> [Problem requirements]
Take every line in the entries that includes the word "scripts" and copy it.

Segment Start: Supplied material

use std::path::{Path, PathBuf};
use std::time::Duration;

use derive_builder::Builder;
use serde::{Deserialize, Serialize};

use crate::audio::mix::DEFAULT_BGM_VOLUME;
use crate::error::{NarrateError, Result};
use crate::text::DEFAULT_MAX_CHUNK_CHARS;
use crate::VoiceParams;

/// Default address of a locally running VOICEVOX engine.
pub const DEFAULT_ENGINE_URL: &str = "http://127.0.0.1:50021";

/// Location and output normalization of the external ffmpeg tools.
#[derive(Debug, Clone, PartialEq, Serialize, Deserialize)]
#[serde(default)]
pub struct FfmpegConfig {
    pub ffmpeg_path: PathBuf,
    pub ffprobe_path: PathBuf,
    /// Sample rate of mixed and converted output.
    pub sample_rate: u32,
    /// Channel count of mixed and converted output.
    pub channels: u16,
}

impl Default for FfmpegConfig {
    fn default() -> Self {
        Self {
            ffmpeg_path: PathBuf::from("ffmpeg"),
            ffprobe_path: PathBuf::from("ffprobe"),
            sample_rate: 44_100,
            channels: 2,
        }
    }
}

/// Settings for a [`Narrator`](crate::Narrator) run.
///
/// Every field has a default, so a TOML file only needs the keys it changes:
///
/// ```toml
/// engine_url = "http://voicevox:50021"
/// max_concurrency = 8
///
/// [voice]
/// speaker_id = 3
/// speed = 1.1
/// ```
#[derive(Debug, Clone, PartialEq, Builder, Serialize, Deserialize)]
#[builder(default, setter(into), build_fn(validate = "Self::validate", error = "NarrateError"))]
#[serde(default)]
pub struct NarratorConfig {
    pub engine_url: String,
    /// Run-level voice, overridden per line by dialogue scripts.
    pub voice: VoiceParams,
    pub max_chunk_chars: usize,
    /// Hard ceiling on input length, checked before any engine call.
    pub max_input_chars: usize,
    /// Upper bound on synthesis calls in flight at once.
    pub max_concurrency: usize,
    pub request_timeout_secs: u64,
    pub bgm_volume: f64,
    pub ffmpeg: FfmpegConfig,
}

impl Default for NarratorConfig {
    fn default() -> Self {
        Self {
            engine_url: DEFAULT_ENGINE_URL.to_string(),
            voice: VoiceParams::default(),
            max_chunk_chars: DEFAULT_MAX_CHUNK_CHARS,
            max_input_chars: 200_000,
            max_concurrency: 4,
            request_timeout_secs: 120,
            bgm_volume: DEFAULT_BGM_VOLUME,
            ffmpeg: FfmpegConfig::default(),
        }
    }
}

impl NarratorConfig {
    pub fn builder() -> NarratorConfigBuilder {
        NarratorConfigBuilder::default()
    }

    pub fn from_toml_str(content: &str) -> Result<Self> {
        let config: Self = toml::from_str(content)?;
        config.validate()?;
        Ok(config)
    }

    pub fn from_toml_file(path: &Path) -> Result<Self> {
        let content = std::fs::read_to_string(path)?;
        log::info!("Loading configuration from {}", path.display());
        Self::from_toml_str(&content)
    }

    pub fn request_timeout(&self) -> Duration {
        Duration::from_secs(self.request_timeout_secs)
    }

    pub fn validate(&self) -> Result<()> {
        check(
            self.max_chunk_chars,
            self.max_input_chars,
            self.max_concurrency,
            self.request_timeout_secs,
            self.bgm_volume,
        )
        .map_err(NarrateError::Config)
    }
}

impl NarratorConfigBuilder {
    fn validate(&self) -> Result<()> {
        let defaults = NarratorConfig::default();
        check(
            self.max_chunk_chars.unwrap_or(defaults.max_chunk_chars),
            self.max_input_chars.unwrap_or(defaults.max_input_chars),
            self.max_concurrency.unwrap_or(defaults.max_concurrency),
            self.request_timeout_secs
                .unwrap_or(defaults.request_timeout_secs),
            self.bgm_volume.unwrap_or(defaults.bgm_volume),
        )
        .map_err(NarrateError::Config)
    }
}

impl From<derive_builder::UninitializedFieldError> for NarrateError {
    fn from(e: derive_builder::UninitializedFieldError) -> Self {
        NarrateError::Config(e.to_string())
    }
}

fn check(
    max_chunk_chars: usize,
    max_input_chars: usize,
    max_concurrency: usize,
    request_timeout_secs: u64,
    bgm_volume: f64,
) -> std::result::Result<(), String> {
    let problem = if max_chunk_chars == 0 {
        "max_chunk_chars must be at least 1".to_string()
    } else if max_input_chars == 0 {
        "max_input_chars must be at least 1".to_string()
    } else if max_concurrency == 0 {
        "max_concurrency must be at least 1".to_string()
    } else if request_timeout_secs == 0 {
        "request_timeout_secs must be at least 1".to_string()
    } else if !bgm_volume.is_finite() || bgm_volume < 0.0 {
        format!("bgm_volume must be a non-negative number, got {bgm_volume}")
    } else {
        return Ok(());
    };
    Err(problem)
}
//! # narrate-rs
//!
//! A Rust library that turns long-form text or a multi-speaker dialogue
//! script into one finished audio file, delegating speech synthesis to an
//! external TTS engine.
//!
//! ## Features
//!
//! - **Segmentation**: sentence-aware chunking bounded by a character limit
//! - **Dialogue scripts**: `@<speaker>(pitch=..,speed=..): text` lines with per-line overrides
//! - **Concurrent synthesis**: bounded fan-out with deterministic reassembly order
//! - **Waveform reassembly**: format-checked WAV concatenation
//! - **Background music**: loop/volume planning executed by ffmpeg
//!
//! ## Quick Start
//!
//! ```toml
//! [dependencies]
//! narrate-rs = { version = "2026.10", features = ["voicevox"] }
//! ```
//!
//! ```ignore
//! use std::sync::Arc;
//! use narrate_rs::{engines::voicevox::VoicevoxEngine, NarrationRequest, Narrator, NarratorConfig};
//!
//! let config = NarratorConfig::default();
//! let engine = VoicevoxEngine::new(&config.engine_url)?;
//! let narrator = Narrator::new(Arc::new(engine), config)?;
//!
//! let request = NarrationRequest::new("こんにちは。今日はいい天気ですね。", "out.mp3");
//! narrator.narrate(&request).await?;
//! # Ok::<(), Box<dyn std::error::Error>>(())
//! ```

pub mod audio;
pub mod batch;
pub mod config;
pub mod engines;
pub mod error;
pub mod narrator;
pub mod orchestrator;
pub mod text;

#[cfg(test)]
pub(crate) mod testing;

use async_trait::async_trait;
use serde::{Deserialize, Serialize};

pub use batch::{narrate_directory, BatchOptions, BatchReport};
pub use config::{FfmpegConfig, NarratorConfig, NarratorConfigBuilder};
pub use error::{EngineError, MixStage, NarrateError};
pub use narrator::{NarrationOutcome, NarrationRequest, Narrator, ScriptMode};
pub use orchestrator::{Orchestrator, SequenceKey, SynthesisResult, SynthesisUnit};

/// Voice parameters sent with every synthesis call.
#[derive(Debug, Clone, Copy, PartialEq, Serialize, Deserialize)]
#[serde(default)]
pub struct VoiceParams {
    /// Engine style id (VOICEVOX calls this the speaker).
    pub speaker_id: u32,
    /// Pitch shift. 0.0 leaves the voice unchanged.
    pub pitch: f64,
    /// Intonation scale. 1.0 is the engine's natural prosody.
    pub intonation_scale: f64,
    /// Speech speed multiplier.
    pub speed: f64,
}

impl Default for VoiceParams {
    fn default() -> Self {
        Self {
            speaker_id: 1,
            pitch: 0.0,
            intonation_scale: 1.0,
            speed: 1.0,
        }
    }
}

/// One style a speaker can be synthesized with.
#[derive(Debug, Clone, PartialEq, Eq, Serialize, Deserialize)]
pub struct SpeakerStyle {
    pub name: String,
    pub id: u32,
}

/// A speaker advertised by the engine.
#[derive(Debug, Clone, PartialEq, Eq, Serialize, Deserialize)]
pub struct Speaker {
    pub name: String,
    pub speaker_uuid: String,
    pub styles: Vec<SpeakerStyle>,
}

/// Common interface for external text-to-speech engines.
///
/// Implementations must be shareable across tasks: the orchestrator calls
/// `synthesize` for many units at once through an `Arc<dyn SynthesisEngine>`.
#[async_trait]
pub trait SynthesisEngine: Send + Sync {
    /// Synthesize `text` and return the engine's encoded audio (a WAV container).
    async fn synthesize(&self, text: &str, voice: &VoiceParams) -> Result<Vec<u8>, EngineError>;

    /// List the speakers and styles the engine offers.
    async fn speakers(&self) -> Result<Vec<Speaker>, EngineError>;
}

Segment End: Supplied material

> [Solution to this exercise]
    /// Run-level voice, overridden per line by dialogue scripts.
//! - **Dialogue scripts**: `@<speaker>(pitch=..,speed=..): text` lines with per-line overrides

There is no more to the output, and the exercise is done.